>>>

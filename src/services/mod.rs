pub mod experience_service;

pub use experience_service::{ExperienceError, ExperienceService};
pub mod level;
pub mod member_experience;
use crate::database::models::level::Level;
use crate::middleware::response::{ApiResponse, ApiResult};
use crate::level::LevelTable;

/// GET /api/levels - the full level ladder, lowest level first
pub async fn levels_get() -> ApiResult<Vec<Level>> {
    let table = LevelTable::global_or_load().await?;
    Ok(ApiResponse::success(table.entries().to_vec()))
}
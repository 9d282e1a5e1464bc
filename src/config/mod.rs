use once_cell::sync::Lazy;
use serde::{Deserialize, Serialize};
use std::env;

#[derive(Debug, Clone, Serialize, Deserialize)]
pub struct AppConfig {
    pub environment: Environment,
    pub database: DatabaseConfig,
    pub api: ApiConfig,
    pub security: SecurityConfig,
    pub experience: ExperienceConfig,
}

#[derive(Debug, Clone, Serialize, Deserialize)]
pub enum Environment {
    Development,
    Staging,
    Production,
}

#[derive(Debug, Clone, Serialize, Deserialize)]
pub struct DatabaseConfig {
    pub max_connections: u32,
    pub connection_timeout: u64,
    pub enable_query_logging: bool,
}

#[derive(Debug, Clone, Serialize, Deserialize)]
pub struct ApiConfig {
    pub enable_request_logging: bool,
}

#[derive(Debug, Clone, Serialize, Deserialize)]
pub struct SecurityConfig {
    pub enable_cors: bool,
    pub cors_origins: Vec<String>,
    pub jwt_secret: String,
    pub jwt_expiry_hours: u64,
}

/// Reward sizes and grant bounds for the experience counter.
/// Defaults mirror the product's domain constants; all overridable via env.
#[derive(Debug, Clone, Serialize, Deserialize)]
pub struct ExperienceConfig {
    pub max_grant_amount: i32,
    pub todo_completion_xp: i32,
    pub challenge_todo_completion_xp: i32,
    pub daily_login_xp: i32,
}

impl AppConfig {
    pub fn from_env() -> Self {
        let environment = match env::var("APP_ENV").as_deref() {
            Ok("production") | Ok("prod") => Environment::Production,
            Ok("staging") | Ok("stage") => Environment::Staging,
            _ => Environment::Development,
        };

        // Set defaults based on environment, then override with specific env vars
        match environment {
            Environment::Production => Self::production(),
            Environment::Staging => Self::staging(),
            Environment::Development => Self::development(),
        }
        .with_env_overrides()
    }

    fn with_env_overrides(mut self) -> Self {
        // Database overrides
        if let Ok(v) = env::var("DATABASE_MAX_CONNECTIONS") {
            self.database.max_connections = v.parse().unwrap_or(self.database.max_connections);
        }
        if let Ok(v) = env::var("DATABASE_CONNECTION_TIMEOUT") {
            self.database.connection_timeout = v.parse().unwrap_or(self.database.connection_timeout);
        }
        if let Ok(v) = env::var("DATABASE_ENABLE_QUERY_LOGGING") {
            self.database.enable_query_logging = v.parse().unwrap_or(self.database.enable_query_logging);
        }

        // API overrides
        if let Ok(v) = env::var("API_ENABLE_REQUEST_LOGGING") {
            self.api.enable_request_logging = v.parse().unwrap_or(self.api.enable_request_logging);
        }

        // Security overrides
        if let Ok(v) = env::var("SECURITY_ENABLE_CORS") {
            self.security.enable_cors = v.parse().unwrap_or(self.security.enable_cors);
        }
        if let Ok(v) = env::var("SECURITY_CORS_ORIGINS") {
            self.security.cors_origins = v.split(',').map(|s| s.trim().to_string()).collect();
        }
        if let Ok(v) = env::var("SECURITY_JWT_SECRET") {
            self.security.jwt_secret = v;
        }
        if let Ok(v) = env::var("SECURITY_JWT_EXPIRY_HOURS") {
            self.security.jwt_expiry_hours = v.parse().unwrap_or(self.security.jwt_expiry_hours);
        }

        // Experience overrides
        if let Ok(v) = env::var("EXPERIENCE_MAX_GRANT_AMOUNT") {
            self.experience.max_grant_amount = v.parse().unwrap_or(self.experience.max_grant_amount);
        }
        if let Ok(v) = env::var("EXPERIENCE_TODO_COMPLETION_XP") {
            self.experience.todo_completion_xp = v.parse().unwrap_or(self.experience.todo_completion_xp);
        }
        if let Ok(v) = env::var("EXPERIENCE_CHALLENGE_TODO_COMPLETION_XP") {
            self.experience.challenge_todo_completion_xp =
                v.parse().unwrap_or(self.experience.challenge_todo_completion_xp);
        }
        if let Ok(v) = env::var("EXPERIENCE_DAILY_LOGIN_XP") {
            self.experience.daily_login_xp = v.parse().unwrap_or(self.experience.daily_login_xp);
        }

        self
    }

    fn development() -> Self {
        Self {
            environment: Environment::Development,
            database: DatabaseConfig {
                max_connections: 10,
                connection_timeout: 30,
                enable_query_logging: true,
            },
            api: ApiConfig {
                enable_request_logging: true,
            },
            security: SecurityConfig {
                enable_cors: true,
                cors_origins: vec![
                    "http://localhost:3000".to_string(),
                    "http://localhost:5173".to_string(),
                ],
                jwt_secret: "dev-secret-change-me".to_string(),
                jwt_expiry_hours: 24 * 7, // 1 week
            },
            experience: ExperienceConfig::defaults(),
        }
    }

    fn staging() -> Self {
        Self {
            environment: Environment::Staging,
            database: DatabaseConfig {
                max_connections: 20,
                connection_timeout: 10,
                enable_query_logging: true,
            },
            api: ApiConfig {
                enable_request_logging: true,
            },
            security: SecurityConfig {
                enable_cors: true,
                cors_origins: vec!["https://staging.example.com".to_string()],
                // Must come from SECURITY_JWT_SECRET; empty secrets are rejected at auth time
                jwt_secret: String::new(),
                jwt_expiry_hours: 24,
            },
            experience: ExperienceConfig::defaults(),
        }
    }

    fn production() -> Self {
        Self {
            environment: Environment::Production,
            database: DatabaseConfig {
                max_connections: 50,
                connection_timeout: 5,
                enable_query_logging: false,
            },
            api: ApiConfig {
                enable_request_logging: false,
            },
            security: SecurityConfig {
                enable_cors: true,
                cors_origins: vec!["https://app.example.com".to_string()],
                jwt_secret: String::new(),
                jwt_expiry_hours: 4,
            },
            experience: ExperienceConfig::defaults(),
        }
    }
}

impl ExperienceConfig {
    /// Reward sizes are reference data, identical across environments.
    fn defaults() -> Self {
        Self {
            max_grant_amount: 10_000,
            todo_completion_xp: 10,
            challenge_todo_completion_xp: 20,
            daily_login_xp: 5,
        }
    }
}

// Global singleton config - initialized once at startup
pub static CONFIG: Lazy<AppConfig> = Lazy::new(AppConfig::from_env);

// Convenience function for accessing config
pub fn config() -> &'static AppConfig {
    &CONFIG
}
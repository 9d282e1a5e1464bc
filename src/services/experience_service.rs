use std::sync::Arc;

use thiserror::Error;
use tracing::{debug, warn};
use uuid::Uuid;

use crate::config;
use crate::database::manager::DatabaseError;
use crate::experience::activity::Activity;
use crate::experience::progression::{progression, Progression, ProgressionError};
use crate::experience::store::{ExperienceStore, PgExperienceStore};
use crate::level::{LevelTable, LevelTableError};

/// Attempts per grant before a persistent conflict is surfaced.
const WRITE_CONFLICT_RETRIES: u32 = 3;

#[derive(Debug, Error)]
pub enum ExperienceError {
    #[error("grant amount must be between 1 and {max}, got {amount}")]
    InvalidGrantAmount { amount: i32, max: i32 },

    #[error("experience update conflicted after {0} attempts")]
    Conflict(u32),

    #[error(transparent)]
    LevelTable(#[from] LevelTableError),

    #[error(transparent)]
    Progression(#[from] ProgressionError),

    #[error(transparent)]
    Database(#[from] DatabaseError),
}

/// Application service over the experience counter and the level ladder.
pub struct ExperienceService {
    store: Arc<dyn ExperienceStore>,
}

impl ExperienceService {
    pub async fn new() -> Result<Self, ExperienceError> {
        Ok(Self {
            store: Arc::new(PgExperienceStore::new().await?),
        })
    }

    pub fn with_store(store: Arc<dyn ExperienceStore>) -> Self {
        Self { store }
    }

    /// Total accumulated experience; members without a row read as 0.
    pub async fn experience(&self, member_id: Uuid) -> Result<i32, ExperienceError> {
        Ok(self.store.total(member_id).await?)
    }

    /// Progression snapshot computed from the current total.
    pub async fn get_progress(&self, member_id: Uuid) -> Result<Progression, ExperienceError> {
        let experience = self.store.total(member_id).await?;
        let table = LevelTable::global_or_load().await?;
        Ok(progression(table, experience)?)
    }

    /// Grant `amount` experience, returning the updated total.
    ///
    /// The store applies the increment atomically; transient serialization
    /// or deadlock failures are retried here against fresh state so no
    /// grant is ever lost.
    pub async fn grant_experience(
        &self,
        member_id: Uuid,
        amount: i32,
    ) -> Result<i32, ExperienceError> {
        let max = config::config().experience.max_grant_amount;
        if amount < 1 || amount > max {
            return Err(ExperienceError::InvalidGrantAmount { amount, max });
        }

        let mut attempt = 0;
        loop {
            attempt += 1;
            match self.store.add(member_id, amount).await {
                Ok(total) => {
                    debug!(%member_id, amount, total, "granted experience");
                    return Ok(total);
                }
                Err(err) if is_write_conflict(&err) => {
                    if attempt >= WRITE_CONFLICT_RETRIES {
                        return Err(ExperienceError::Conflict(attempt));
                    }
                    warn!(%member_id, attempt, "experience grant conflicted, retrying");
                }
                Err(err) => return Err(err.into()),
            }
        }
    }

    /// Grant the configured reward for an activity.
    pub async fn grant_for_activity(
        &self,
        member_id: Uuid,
        activity: Activity,
    ) -> Result<i32, ExperienceError> {
        self.grant_experience(member_id, activity.reward()).await
    }
}

/// Transient serialization or deadlock failures reported by Postgres.
fn is_write_conflict(err: &DatabaseError) -> bool {
    let DatabaseError::Sqlx(sqlx::Error::Database(db_err)) = err else {
        return false;
    };
    matches!(db_err.code().as_deref(), Some("40001") | Some("40P01"))
}
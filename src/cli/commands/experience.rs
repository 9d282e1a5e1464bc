use clap::Subcommand;
use serde_json::{json, Value};
use uuid::Uuid;

use crate::cli::utils::{envelope_data, error_message, output_error, output_success};
use crate::cli::{ApiContext, OutputFormat};

#[derive(Subcommand)]
pub enum ExperienceCommands {
    #[command(about = "Show a member's level and progress")]
    Progress {
        #[arg(help = "Member UUID")]
        member_id: Uuid,
    },

    #[command(about = "Grant experience by raw amount or activity kind")]
    Grant {
        #[arg(help = "Member UUID")]
        member_id: Uuid,

        #[arg(long, help = "Raw experience amount")]
        amount: Option<i32>,

        #[arg(
            long,
            help = "Activity kind: todo_completed, challenge_todo_completed, daily_login"
        )]
        activity: Option<String>,
    },
}

pub async fn handle(
    cmd: ExperienceCommands,
    ctx: &ApiContext,
    output_format: OutputFormat,
) -> anyhow::Result<()> {
    match cmd {
        ExperienceCommands::Progress { member_id } => {
            let res = ctx
                .get(&format!("/api/members/{}/experience", member_id))
                .send()
                .await?;
            let status = res.status();
            let body: Value = res.json().await?;

            if !status.is_success() {
                return output_error(output_format, &error_message(&body), None);
            }

            print_progress(output_format, &envelope_data(&body))
        }
        ExperienceCommands::Grant {
            member_id,
            amount,
            activity,
        } => {
            let payload = match (amount, activity) {
                (Some(amount), None) => json!({ "amount": amount }),
                (None, Some(activity)) => json!({ "activity": activity }),
                _ => anyhow::bail!("provide exactly one of --amount or --activity"),
            };

            let res = ctx
                .post(&format!("/api/members/{}/experience", member_id))
                .json(&payload)
                .send()
                .await?;
            let status = res.status();
            let body: Value = res.json().await?;

            if !status.is_success() {
                return output_error(output_format, &error_message(&body), None);
            }

            let data = envelope_data(&body);
            output_success(
                output_format,
                &format!("granted; total is now {}", data["experience"]),
                Some(data),
            )
        }
    }
}

fn print_progress(output_format: OutputFormat, progress: &Value) -> anyhow::Result<()> {
    match output_format {
        OutputFormat::Json => {
            println!("{}", serde_json::to_string_pretty(progress)?);
        }
        OutputFormat::Text => {
            println!(
                "level {} {:?} — {} xp ({}/{} in level, {} to next)",
                progress["currentLevel"],
                progress["levelName"].as_str().unwrap_or("?"),
                progress["currentExp"],
                progress["currentLevelProgress"],
                progress["currentLevelTotal"],
                progress["expToNextLevel"]
            );
        }
    }
    Ok(())
}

<<<

• PROBLEM DESCRIPTION: From the opening line of the data above through the line holding "use crate::level::LevelTable;", give every line again exactly as it stands.

• RESULT FOR THIS TASK:
filename src/services/mod.rs
pub mod experience_service;

pub use experience_service::{ExperienceError, ExperienceService};
pub mod level;
pub mod member_experience;
use crate::database::models::level::Level;
use crate::middleware::response::{ApiResponse, ApiResult};
use crate::level::LevelTable;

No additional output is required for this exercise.